* [Task objective]
Your answer should consist of the lines holding "match", copied from the material below.

+ + + +

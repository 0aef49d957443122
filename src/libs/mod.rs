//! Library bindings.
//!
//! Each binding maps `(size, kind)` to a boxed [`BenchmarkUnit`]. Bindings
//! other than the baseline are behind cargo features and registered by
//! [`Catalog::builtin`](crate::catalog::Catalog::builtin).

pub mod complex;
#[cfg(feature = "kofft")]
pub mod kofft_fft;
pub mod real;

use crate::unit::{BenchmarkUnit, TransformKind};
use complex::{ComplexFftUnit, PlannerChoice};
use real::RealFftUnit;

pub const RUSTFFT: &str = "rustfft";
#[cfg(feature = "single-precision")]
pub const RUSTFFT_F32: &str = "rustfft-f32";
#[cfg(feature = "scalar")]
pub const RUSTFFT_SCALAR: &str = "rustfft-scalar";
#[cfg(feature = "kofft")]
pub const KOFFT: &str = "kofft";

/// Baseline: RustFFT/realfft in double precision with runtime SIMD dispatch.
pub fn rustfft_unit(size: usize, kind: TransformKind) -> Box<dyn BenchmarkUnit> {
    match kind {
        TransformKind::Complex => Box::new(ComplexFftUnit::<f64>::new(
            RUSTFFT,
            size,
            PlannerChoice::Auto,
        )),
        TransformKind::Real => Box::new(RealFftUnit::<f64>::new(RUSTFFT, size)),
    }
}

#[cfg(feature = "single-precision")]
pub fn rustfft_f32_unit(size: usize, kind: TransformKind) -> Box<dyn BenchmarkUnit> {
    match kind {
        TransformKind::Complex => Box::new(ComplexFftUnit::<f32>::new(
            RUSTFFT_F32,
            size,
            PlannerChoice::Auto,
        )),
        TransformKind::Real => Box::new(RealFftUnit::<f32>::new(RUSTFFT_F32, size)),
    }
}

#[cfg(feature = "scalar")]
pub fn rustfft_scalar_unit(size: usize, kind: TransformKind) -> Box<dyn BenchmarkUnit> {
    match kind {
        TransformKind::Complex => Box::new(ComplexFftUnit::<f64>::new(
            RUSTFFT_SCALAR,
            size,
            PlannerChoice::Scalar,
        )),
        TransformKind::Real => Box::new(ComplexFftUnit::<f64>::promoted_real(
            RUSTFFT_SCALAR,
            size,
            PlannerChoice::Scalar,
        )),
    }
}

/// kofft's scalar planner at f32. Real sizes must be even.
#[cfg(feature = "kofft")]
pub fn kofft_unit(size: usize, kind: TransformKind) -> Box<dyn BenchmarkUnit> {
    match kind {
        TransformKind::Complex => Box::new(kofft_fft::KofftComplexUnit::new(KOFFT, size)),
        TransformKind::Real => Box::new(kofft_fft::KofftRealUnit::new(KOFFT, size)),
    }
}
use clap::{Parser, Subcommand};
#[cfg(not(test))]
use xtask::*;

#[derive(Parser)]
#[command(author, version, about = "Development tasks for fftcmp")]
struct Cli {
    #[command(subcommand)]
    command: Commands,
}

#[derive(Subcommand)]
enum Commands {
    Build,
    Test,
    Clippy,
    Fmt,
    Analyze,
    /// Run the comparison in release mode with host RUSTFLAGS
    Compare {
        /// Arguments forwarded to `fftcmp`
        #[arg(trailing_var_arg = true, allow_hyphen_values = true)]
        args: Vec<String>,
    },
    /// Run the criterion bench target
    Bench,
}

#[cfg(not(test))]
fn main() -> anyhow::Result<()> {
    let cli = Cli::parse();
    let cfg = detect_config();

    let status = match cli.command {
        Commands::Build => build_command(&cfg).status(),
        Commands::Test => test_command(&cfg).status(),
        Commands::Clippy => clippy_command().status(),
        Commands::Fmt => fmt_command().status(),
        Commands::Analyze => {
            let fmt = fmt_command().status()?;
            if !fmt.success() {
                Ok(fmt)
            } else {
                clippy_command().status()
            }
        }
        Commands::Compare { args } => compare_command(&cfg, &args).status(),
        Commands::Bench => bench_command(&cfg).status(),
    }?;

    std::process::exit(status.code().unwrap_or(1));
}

+ + + +

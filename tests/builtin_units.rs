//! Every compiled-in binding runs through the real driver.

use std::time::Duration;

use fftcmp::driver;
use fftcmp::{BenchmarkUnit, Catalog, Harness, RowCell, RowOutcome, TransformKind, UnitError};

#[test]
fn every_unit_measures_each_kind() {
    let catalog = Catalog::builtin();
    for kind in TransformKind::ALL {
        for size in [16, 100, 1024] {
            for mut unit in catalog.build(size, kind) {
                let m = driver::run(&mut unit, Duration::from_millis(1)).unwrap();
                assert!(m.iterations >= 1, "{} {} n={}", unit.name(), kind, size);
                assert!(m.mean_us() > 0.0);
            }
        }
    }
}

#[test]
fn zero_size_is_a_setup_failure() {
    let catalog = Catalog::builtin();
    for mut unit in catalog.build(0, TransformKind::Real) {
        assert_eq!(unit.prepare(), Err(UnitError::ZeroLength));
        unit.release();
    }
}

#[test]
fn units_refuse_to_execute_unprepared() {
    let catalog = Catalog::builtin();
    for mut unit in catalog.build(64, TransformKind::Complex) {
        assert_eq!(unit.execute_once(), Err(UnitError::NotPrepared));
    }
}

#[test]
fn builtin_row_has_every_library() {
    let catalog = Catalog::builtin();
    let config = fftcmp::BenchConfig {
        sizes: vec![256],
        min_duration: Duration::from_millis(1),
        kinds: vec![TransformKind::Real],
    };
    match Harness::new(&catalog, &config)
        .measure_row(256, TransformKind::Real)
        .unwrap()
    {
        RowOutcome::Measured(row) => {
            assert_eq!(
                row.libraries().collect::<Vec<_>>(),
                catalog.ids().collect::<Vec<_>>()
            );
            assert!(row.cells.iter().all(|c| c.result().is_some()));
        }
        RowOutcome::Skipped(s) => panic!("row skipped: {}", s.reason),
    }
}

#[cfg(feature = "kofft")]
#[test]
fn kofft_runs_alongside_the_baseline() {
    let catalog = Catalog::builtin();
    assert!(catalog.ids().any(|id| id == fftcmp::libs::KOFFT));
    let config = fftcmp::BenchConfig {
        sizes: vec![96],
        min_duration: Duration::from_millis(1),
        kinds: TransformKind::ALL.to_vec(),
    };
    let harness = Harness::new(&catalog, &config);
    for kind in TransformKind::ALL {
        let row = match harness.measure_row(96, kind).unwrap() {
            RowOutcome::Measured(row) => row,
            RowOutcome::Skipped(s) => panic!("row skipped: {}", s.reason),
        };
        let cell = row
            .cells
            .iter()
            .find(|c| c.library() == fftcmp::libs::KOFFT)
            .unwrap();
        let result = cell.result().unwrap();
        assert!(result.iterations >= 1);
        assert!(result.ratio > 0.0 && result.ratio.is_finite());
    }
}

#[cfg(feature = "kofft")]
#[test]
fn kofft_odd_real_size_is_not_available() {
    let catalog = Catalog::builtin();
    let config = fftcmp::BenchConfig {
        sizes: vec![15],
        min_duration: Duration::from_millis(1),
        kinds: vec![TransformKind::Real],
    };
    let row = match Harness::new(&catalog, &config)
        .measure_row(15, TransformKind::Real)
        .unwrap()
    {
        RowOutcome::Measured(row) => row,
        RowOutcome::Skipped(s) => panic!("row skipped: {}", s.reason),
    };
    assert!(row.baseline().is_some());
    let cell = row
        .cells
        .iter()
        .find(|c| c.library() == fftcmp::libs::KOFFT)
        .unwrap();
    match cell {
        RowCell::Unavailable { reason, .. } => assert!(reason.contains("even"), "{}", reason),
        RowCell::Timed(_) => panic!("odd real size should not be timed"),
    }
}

+ + + +

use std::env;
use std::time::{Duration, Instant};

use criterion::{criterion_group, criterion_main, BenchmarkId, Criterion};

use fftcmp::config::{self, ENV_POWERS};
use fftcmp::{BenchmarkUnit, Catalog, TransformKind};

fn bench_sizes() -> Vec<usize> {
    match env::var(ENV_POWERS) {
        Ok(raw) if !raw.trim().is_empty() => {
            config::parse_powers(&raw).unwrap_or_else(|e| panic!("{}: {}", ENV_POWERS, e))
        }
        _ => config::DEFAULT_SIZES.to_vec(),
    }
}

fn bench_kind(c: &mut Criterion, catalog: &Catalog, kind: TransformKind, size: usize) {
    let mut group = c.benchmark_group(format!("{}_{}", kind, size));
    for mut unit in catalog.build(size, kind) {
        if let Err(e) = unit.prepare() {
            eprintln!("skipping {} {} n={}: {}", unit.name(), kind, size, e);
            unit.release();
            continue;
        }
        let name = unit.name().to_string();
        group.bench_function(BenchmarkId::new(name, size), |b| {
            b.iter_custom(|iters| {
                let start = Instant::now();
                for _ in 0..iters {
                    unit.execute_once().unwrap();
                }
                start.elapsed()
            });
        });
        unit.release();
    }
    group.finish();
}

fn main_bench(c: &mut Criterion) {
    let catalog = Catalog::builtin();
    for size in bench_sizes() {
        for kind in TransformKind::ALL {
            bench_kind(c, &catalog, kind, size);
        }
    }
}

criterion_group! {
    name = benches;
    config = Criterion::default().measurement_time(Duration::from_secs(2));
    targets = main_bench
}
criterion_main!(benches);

+ + + +

* [Problem solution]
    match kind {
    match kind {
    match kind {
    match kind {
    let status = match cli.command {
    match Harness::new(&catalog, &config)
        let row = match harness.measure_row(96, kind).unwrap() {
    let row = match Harness::new(&catalog, &config)
    match cell {
    match env::var(ENV_POWERS) {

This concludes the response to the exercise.